Refers to two types of cholesterol, the good and the bad, but cholesterol is actually one single and this classification refers to the lipoprotein that transports it.
LDL or low density lipoprotein is associated with the “bad cholesterol” because it makes the transport of cholesterol into artery walls and thence to the tissues, and HDL or high-density lipoprotein that transports cholesterol from tissues to the liver for metabolism, is associated with “good cholesterol”.
Hypercholesterolemia or too much cholesterol in the blood is a major risk for coronary heart disease that can lead to a heart attack, is also a risk factor for stroke.
However, it is normal to have cholesterol, is essential for the functioning of our body, being associated with sex hormones: testosterone in men and progesterone in women and steroid hormones involved in a variety of physiological mechanisms, including those governing inflammation, the immune system, the metabolism of carbohydrates and characterizing the response to stress.

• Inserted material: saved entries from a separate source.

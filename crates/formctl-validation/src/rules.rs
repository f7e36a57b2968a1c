#![forbid(unsafe_code)]

//! Declarative validation rules attached to one field.
//!
//! Each rule carries its own message, which may be any [`Value`] (rich error
//! payloads are allowed, not only text).
//!
//! Re-registering a field replaces its rule set with [`RuleSet::replace_rules`],
//! which clears every rule the newer set omits and reports the names of the
//! rules that went away.

use std::fmt;
use std::future::Future;
use std::rc::Rc;

use formctl_core::Value;
use futures::FutureExt;
use futures::future::LocalBoxFuture;
use indexmap::IndexMap;
use regex::Regex;
use time::OffsetDateTime;

use crate::error::{
    ERROR_CODE_MAX, ERROR_CODE_MAX_LENGTH, ERROR_CODE_MIN, ERROR_CODE_MIN_LENGTH,
    ERROR_CODE_PATTERN, ERROR_CODE_REQUIRED, ERROR_CODE_VALIDATE, ValidatorFault,
};
use crate::mode::{ReValidateMode, ValidationMode};

// ---------------------------------------------------------------------------
// Rule values
// ---------------------------------------------------------------------------

/// A rule value with its message.
#[derive(Debug, Clone, PartialEq)]
pub struct Rule<T> {
    pub value: T,
    pub message: Value,
}

impl<T> Rule<T> {
    #[must_use]
    pub fn new(value: T, message: impl Into<Value>) -> Self {
        Self {
            value,
            message: message.into(),
        }
    }
}

/// A `min`/`max` bound.
#[derive(Debug, Clone, Copy, PartialEq)]
pub enum Bound {
    Number(f64),
    Date(OffsetDateTime),
}

impl From<f64> for Bound {
    fn from(n: f64) -> Self {
        Bound::Number(n)
    }
}

impl From<i32> for Bound {
    fn from(n: i32) -> Self {
        Bound::Number(f64::from(n))
    }
}

impl From<OffsetDateTime> for Bound {
    fn from(d: OffsetDateTime) -> Self {
        Bound::Date(d)
    }
}

// ---------------------------------------------------------------------------
// Custom validate functions
// ---------------------------------------------------------------------------

/// Verdict of a custom validate function.
#[derive(Debug, Clone, PartialEq)]
pub enum ValidateOutcome {
    Valid,
    /// Failed with an empty message.
    Invalid,
    /// Failed with this message.
    Message(Value),
}

impl ValidateOutcome {
    #[must_use]
    pub fn is_valid(&self) -> bool {
        matches!(self, Self::Valid)
    }

    /// The error message, or `None` when valid.
    #[must_use]
    pub fn into_message(self) -> Option<Value> {
        match self {
            Self::Valid => None,
            Self::Invalid => Some(Value::from("")),
            Self::Message(message) => Some(message),
        }
    }
}

impl From<bool> for ValidateOutcome {
    fn from(valid: bool) -> Self {
        if valid { Self::Valid } else { Self::Invalid }
    }
}

impl From<&str> for ValidateOutcome {
    fn from(message: &str) -> Self {
        Self::Message(Value::from(message))
    }
}

impl From<String> for ValidateOutcome {
    fn from(message: String) -> Self {
        Self::Message(Value::from(message))
    }
}

impl From<Option<String>> for ValidateOutcome {
    fn from(message: Option<String>) -> Self {
        message.map_or(Self::Valid, Self::from)
    }
}

/// Future returned by a validate function.
pub type ValidateFuture = LocalBoxFuture<'static, Result<ValidateOutcome, ValidatorFault>>;

/// A custom validate function: `(field value, all form values)`.
pub type ValidateFn = Rc<dyn Fn(&Value, &Value) -> ValidateFuture>;

/// Wrap a synchronous check.
pub fn sync_validator<O>(check: impl Fn(&Value, &Value) -> O + 'static) -> ValidateFn
where
    O: Into<ValidateOutcome>,
{
    Rc::new(move |value: &Value, form: &Value| {
        futures::future::ready(Ok(check(value, form).into())).boxed_local()
    })
}

/// Wrap an asynchronous check. The closure receives owned copies.
pub fn async_validator<F, Fut>(check: F) -> ValidateFn
where
    F: Fn(Value, Value) -> Fut + 'static,
    Fut: Future<Output = Result<ValidateOutcome, ValidatorFault>> + 'static,
{
    Rc::new(move |value: &Value, form: &Value| check(value.clone(), form.clone()).boxed_local())
}

/// One function or a map of named functions.
#[derive(Clone)]
pub enum Validate {
    Single(ValidateFn),
    /// Each failure is reported under its name.
    Named(IndexMap<String, ValidateFn>),
}

impl fmt::Debug for Validate {
    fn fmt(&self, f: &mut fmt::Formatter<'_>) -> fmt::Result {
        match self {
            Self::Single(_) => f.write_str("Validate::Single(..)"),
            Self::Named(map) => f
                .debug_tuple("Validate::Named")
                .field(&map.keys().collect::<Vec<_>>())
                .finish(),
        }
    }
}

/// Custom transform applied to raw input.
pub type SetValueAs = Rc<dyn Fn(Value) -> Value>;

// ---------------------------------------------------------------------------
// RuleSet
// ---------------------------------------------------------------------------

/// Rules and registration options of one field.
#[derive(Clone, Default)]
pub struct RuleSet {
    pub required: Option<Rule<bool>>,
    pub min: Option<Rule<Bound>>,
    pub max: Option<Rule<Bound>>,
    pub min_length: Option<Rule<usize>>,
    pub max_length: Option<Rule<usize>>,
    pub pattern: Option<Rule<Regex>>,
    pub validate: Option<Validate>,
    /// Paths re-validated whenever this field validates from an input event.
    pub deps: Vec<String>,
    pub value_as_number: bool,
    pub value_as_date: bool,
    pub set_value_as: Option<SetValueAs>,
    pub disabled: Option<bool>,
    pub should_unregister: Option<bool>,
    /// Initial value used when the field has no value yet.
    pub value: Option<Value>,
    pub mode: Option<ValidationMode>,
    pub re_validate_mode: Option<ReValidateMode>,
}

impl fmt::Debug for RuleSet {
    fn fmt(&self, f: &mut fmt::Formatter<'_>) -> fmt::Result {
        f.debug_struct("RuleSet")
            .field("rules", &self.rule_keys())
            .field("deps", &self.deps)
            .field("value_as_number", &self.value_as_number)
            .field("value_as_date", &self.value_as_date)
            .field("set_value_as", &self.set_value_as.is_some())
            .field("disabled", &self.disabled)
            .field("mode", &self.mode)
            .finish()
    }
}

impl RuleSet {
    #[must_use]
    pub fn new() -> Self {
        Self::default()
    }

    #[must_use]
    pub fn required(mut self, message: impl Into<Value>) -> Self {
        self.required = Some(Rule::new(true, message));
        self
    }

    #[must_use]
    pub fn min(mut self, bound: impl Into<Bound>, message: impl Into<Value>) -> Self {
        self.min = Some(Rule::new(bound.into(), message));
        self
    }

    #[must_use]
    pub fn max(mut self, bound: impl Into<Bound>, message: impl Into<Value>) -> Self {
        self.max = Some(Rule::new(bound.into(), message));
        self
    }

    #[must_use]
    pub fn min_length(mut self, length: usize, message: impl Into<Value>) -> Self {
        self.min_length = Some(Rule::new(length, message));
        self
    }

    #[must_use]
    pub fn max_length(mut self, length: usize, message: impl Into<Value>) -> Self {
        self.max_length = Some(Rule::new(length, message));
        self
    }

    #[must_use]
    pub fn pattern(mut self, pattern: Regex, message: impl Into<Value>) -> Self {
        self.pattern = Some(Rule::new(pattern, message));
        self
    }

    /// Compile `pattern` and use it as the pattern rule.
    pub fn pattern_str(self, pattern: &str, message: impl Into<Value>) -> Result<Self, regex::Error> {
        Ok(self.pattern(Regex::new(pattern)?, message))
    }

    /// Use a synchronous validate function.
    #[must_use]
    pub fn validate<O: Into<ValidateOutcome>>(
        mut self,
        check: impl Fn(&Value, &Value) -> O + 'static,
    ) -> Self {
        self.validate = Some(Validate::Single(sync_validator(check)));
        self
    }

    /// Use a prepared validate function.
    #[must_use]
    pub fn validate_with(mut self, check: ValidateFn) -> Self {
        self.validate = Some(Validate::Single(check));
        self
    }

    /// Add a named validate function.
    #[must_use]
    pub fn validate_named(mut self, name: impl Into<String>, check: ValidateFn) -> Self {
        let mut named = match self.validate.take() {
            Some(Validate::Named(map)) => map,
            _ => IndexMap::new(),
        };
        named.insert(name.into(), check);
        self.validate = Some(Validate::Named(named));
        self
    }

    #[must_use]
    pub fn deps<I, S>(mut self, deps: I) -> Self
    where
        I: IntoIterator<Item = S>,
        S: Into<String>,
    {
        self.deps = deps.into_iter().map(Into::into).collect();
        self
    }

    #[must_use]
    pub fn value_as_number(mut self) -> Self {
        self.value_as_number = true;
        self
    }

    #[must_use]
    pub fn value_as_date(mut self) -> Self {
        self.value_as_date = true;
        self
    }

    #[must_use]
    pub fn set_value_as(mut self, transform: impl Fn(Value) -> Value + 'static) -> Self {
        self.set_value_as = Some(Rc::new(transform));
        self
    }

    #[must_use]
    pub fn disabled(mut self, disabled: bool) -> Self {
        self.disabled = Some(disabled);
        self
    }

    #[must_use]
    pub fn should_unregister(mut self, should_unregister: bool) -> Self {
        self.should_unregister = Some(should_unregister);
        self
    }

    #[must_use]
    pub fn value(mut self, value: impl Into<Value>) -> Self {
        self.value = Some(value.into());
        self
    }

    #[must_use]
    pub fn mode(mut self, mode: ValidationMode) -> Self {
        self.mode = Some(mode);
        self
    }

    #[must_use]
    pub fn re_validate_mode(mut self, mode: ReValidateMode) -> Self {
        self.re_validate_mode = Some(mode);
        self
    }

    /// Whether any rule would run.
    #[must_use]
    pub fn has_validation(&self) -> bool {
        !self.rule_keys().is_empty()
    }

    /// Names of the rules present, in evaluation order.
    #[must_use]
    pub fn rule_keys(&self) -> Vec<&'static str> {
        [
            (ERROR_CODE_REQUIRED, self.required.is_some()),
            (ERROR_CODE_MIN, self.min.is_some()),
            (ERROR_CODE_MAX, self.max.is_some()),
            (ERROR_CODE_MIN_LENGTH, self.min_length.is_some()),
            (ERROR_CODE_MAX_LENGTH, self.max_length.is_some()),
            (ERROR_CODE_PATTERN, self.pattern.is_some()),
            (ERROR_CODE_VALIDATE, self.validate.is_some()),
        ]
        .into_iter()
        .filter_map(|(key, present)| present.then_some(key))
        .collect()
    }

    /// Replace every rule with `newer`'s, clearing the ones `newer` omits.
    /// Options `newer` leaves unset (`value`, `disabled`, `should_unregister`,
    /// mode overrides) keep their current setting. Returns the rule names
    /// that were removed.
    pub fn replace_rules(&mut self, newer: RuleSet) -> Vec<&'static str> {
        let kept = newer.rule_keys();
        let removed: Vec<&'static str> = self
            .rule_keys()
            .into_iter()
            .filter(|key| !kept.contains(key))
            .collect();

        let RuleSet {
            required,
            min,
            max,
            min_length,
            max_length,
            pattern,
            validate,
            deps,
            value_as_number,
            value_as_date,
            set_value_as,
            disabled,
            should_unregister,
            value,
            mode,
            re_validate_mode,
        } = newer;

        self.required = required;
        self.min = min;
        self.max = max;
        self.min_length = min_length;
        self.max_length = max_length;
        self.pattern = pattern;
        self.validate = validate;
        self.deps = deps;
        self.value_as_number = value_as_number;
        self.value_as_date = value_as_date;
        self.set_value_as = set_value_as;
        if disabled.is_some() {
            self.disabled = disabled;
        }
        if should_unregister.is_some() {
            self.should_unregister = should_unregister;
        }
        if value.is_some() {
            self.value = value;
        }
        if mode.is_some() {
            self.mode = mode;
        }
        if re_validate_mode.is_some() {
            self.re_validate_mode = re_validate_mode;
        }

        removed
    }

    /// Apply the configured input transforms to a raw value.
    #[must_use]
    pub fn transform_input(&self, raw: Value) -> Value {
        if self.value_as_number {
            crate::transform::value_as_number(&raw)
        } else if self.value_as_date {
            crate::transform::value_as_date(&raw)
        } else if let Some(transform) = &self.set_value_as {
            transform(raw)
        } else {
            raw
        }
    }
}

#[cfg(test)]
mod tests {
    use super::*;

    #[test]
    fn rule_keys_follow_evaluation_order() {
        let rules = RuleSet::new()
            .validate(|_, _| true)
            .max_length(3, "")
            .required("req");
        assert_eq!(rules.rule_keys(), vec!["required", "maxLength", "validate"]);
        assert!(rules.has_validation());
        assert!(!RuleSet::new().deps(["other"]).has_validation());
    }

    #[test]
    fn replace_rules_clears_omitted_rules() {
        let mut rules = RuleSet::new().required("req").min_length(5, "short");
        let removed = rules.replace_rules(RuleSet::new().required("req"));
        assert_eq!(removed, vec!["minLength"]);
        assert!(rules.min_length.is_none());
        assert!(rules.required.is_some());
    }

    #[test]
    fn replace_rules_keeps_unset_options() {
        let mut rules = RuleSet::new().disabled(true).value("seed");
        rules.replace_rules(RuleSet::new().required("req"));
        assert_eq!(rules.disabled, Some(true));
        assert_eq!(rules.value, Some(Value::from("seed")));
    }

    #[test]
    fn named_validators_accumulate() {
        let rules = RuleSet::new()
            .validate_named("lower", sync_validator(|v: &Value, _: &Value| v.as_str().is_some_and(|s| s == s.to_lowercase())))
            .validate_named("short", sync_validator(|v: &Value, _: &Value| v.length().is_some_and(|n| n < 5)));
        match rules.validate {
            Some(Validate::Named(map)) => assert_eq!(map.len(), 2),
            other => panic!("unexpected {other:?}"),
        }
    }

    #[test]
    fn transforms_apply_in_priority_order() {
        let rules = RuleSet::new().value_as_number().set_value_as(|_| Value::Null);
        assert_eq!(rules.transform_input(Value::from("7")), Value::from(7.0));
        let custom = RuleSet::new().set_value_as(|v| Value::from(v.to_string().to_uppercase()));
        assert_eq!(custom.transform_input(Value::from("ab")), Value::from("AB"));
    }
}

The blood cholesterol levels can be known through a blood test, can be considered the following information as a general pattern to see if the values are within the normal range or not.
Total cholesterol levels
- Less than 200 mg/dL level “desirable” that exposes you to less risk of heart disease.
- 200-239 mg/dL high limit. A total cholesterol of 200 mg/dL or more increases the risk.
- 240 mg / dL and cholesterol “high”. A person with this level has more than twice the risk that a person with desirable level.
Levels of LDL “bad” or “low-density lipoprotein”
- Less than 100 mg/dL Optimal.
- 100-129 mg /dL near or above the optimum value.
- 130-159 mg/dL high limit.
- 160-189 mg/dL High.
- 190 mg/dL and above very high.
Levels of HDL “good” or “high-density lipoprotein”
- Less than 40 mg/dL (men), less than 50 mg/dL (women) Low HDL cholesterol, this level increases the risk of cardiovascular disease.
- 60 mg/dL and high HDL cholesterol (optimal). This level reduces the risk of cardiovascular disease.
The excess or deficiency of any of the cholesterol-carrying lipoproteins or may cause health problems, the ideal is to balance these substances to prevent possible heart problems or stroke. Lifestyle and diet are two of the key factors to achieve that balance and harmony that can make a difference in our health.
The formula is simple: eat vegetables, decrease consumption of red meat, smoking cessation, exercise and realize that prevention is the best medicine. General guidelines for healthy living that we all consider to be healthy and strong without being afraid to cholesterol, bad guy of course.
If you have problems with your blood cholesterol levels, see a doctor for evaluation, diagnosis and appropriate treatment.